Долгая дорога домой - стр. 12
К полудню на берегу появляются какие-то люди из соседней деревни. Издали слышу разговор: «Кто это там удит?» – «Да Ладимера хлопец, из Бычков». Значит, знают меня. А я не знаю, хорошо это или плохо? Может, лучше бы не знали, потому что, говорят, удить рыбу запрещено, ловить ее могут только государственные рыбаки. Я же – негосударственный.
Штаны у меня намокли выше колен, и я выхожу из воды, закатываю мокрые штанины. Хочется есть. Улов мой – пять плотвичек и окунек. Отнесу маме, пусть зажарит.
Хорошо на озере, но завтра – на пастбище. Подошла моя очередь.
Пасти коров – самая постылая моя обязанность. А очередь подходит через каждые семь дней. Деревня небольшая, коров мало.

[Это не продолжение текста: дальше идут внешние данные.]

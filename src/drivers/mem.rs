//! Compiled-in in-memory reference driver.
//!
//! A `BTreeMap`-backed engine used for smoke runs and end-to-end tests.
//! It keeps nothing across opens and provides no durability; real engines
//! live behind the same contract as loadable modules.

use super::{Driver, Storage, StorageOptions};
use crate::{BenchError, BenchResult};
use std::collections::BTreeMap;

pub struct MemDriver;

impl MemDriver {
    pub fn boxed() -> Box<dyn Driver> {
        Box::new(MemDriver)
    }
}

impl Driver for MemDriver {
    fn name(&self) -> &'static str {
        "mem"
    }

    fn open(&self, opts: &StorageOptions) -> BenchResult<Box<dyn Storage>> {
        std::fs::create_dir_all(&opts.path)?;
        Ok(Box::new(MemStorage {
            map: BTreeMap::new(),
        }))
    }
}

struct MemStorage {
    map: BTreeMap<Vec<u8>, Vec<u8>>,
}

fn not_found(op: &'static str) -> BenchError {
    BenchError::Storage {
        driver: "mem".to_string(),
        op,
        detail: "key not found".to_string(),
    }
}

impl Storage for MemStorage {
    fn replace(&mut self, key: &[u8], val: &[u8]) -> BenchResult<()> {
        self.map.insert(key.to_vec(), val.to_vec());
        Ok(())
    }

    fn remove(&mut self, key: &[u8]) -> BenchResult<()> {
        self.map.remove(key).map(|_| ()).ok_or_else(|| not_found("remove"))
    }

    fn select(&mut self, key: &[u8], out: Option<&mut Vec<u8>>) -> BenchResult<()> {
        let val = self.map.get(key).ok_or_else(|| not_found("select"))?;
        if let Some(out) = out {
            out.clear();
            out.extend_from_slice(val);
        }
        Ok(())
    }

    fn close(&mut self) -> BenchResult<()> {
        self.map.clear();
        Ok(())
    }
}

#[cfg(test)]
mod tests {
    use super::*;
    use tempfile::TempDir;

    fn open_storage(dir: &TempDir) -> Box<dyn Storage> {
        let opts = StorageOptions {
            path: dir.path().join("mem"),
        };
        MemDriver.open(&opts).unwrap()
    }

    #[test]
    fn open_creates_the_storage_directory() {
        let dir = TempDir::new().unwrap();
        let _storage = open_storage(&dir);
        assert!(dir.path().join("mem").is_dir());
    }

    #[test]
    fn replace_then_select_round_trips() {
        let dir = TempDir::new().unwrap();
        let mut storage = open_storage(&dir);

        storage.replace(b"key-1", b"value-1").unwrap();
        storage.replace(b"key-1", b"value-2").unwrap();

        let mut out = Vec::new();
        storage.select(b"key-1", Some(&mut out)).unwrap();
        assert_eq!(out, b"value-2");

        // Existence check without value retrieval.
        storage.select(b"key-1", None).unwrap();
    }

    #[test]
    fn select_and_remove_of_a_missing_key_fail() {
        let dir = TempDir::new().unwrap();
        let mut storage = open_storage(&dir);

        assert!(matches!(
            storage.select(b"absent", None),
            Err(BenchError::Storage { op: "select", .. })
        ));
        assert!(matches!(
            storage.remove(b"absent"),
            Err(BenchError::Storage { op: "remove", .. })
        ));
    }

    #[test]
    fn remove_deletes_the_key() {
        let dir = TempDir::new().unwrap();
        let mut storage = open_storage(&dir);

        storage.replace(b"key", b"val").unwrap();
        storage.remove(b"key").unwrap();
        assert!(storage.select(b"key", None).is_err());
    }
}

Обязанность эта донимает из года в год – с весны до поздней осени. Правда, во время школьных занятий только после уроков, летом же – весь день. От зари до зари. Очень не хотелось вставать на рассвете, мама будила меня по нескольку раз. Наконец вылезал из сена в повети, сонный, выгонял нашу коровенку. Это была рябенькая, черно-белая коровенка, глаза ее окаймлялись кругами, как будто она в очках, в окулярах, – мы и звали ее Окуляркой. Она кормила семью лет десять. Окончила свой век во время войны, если не забрали ее на прокорм партизаны…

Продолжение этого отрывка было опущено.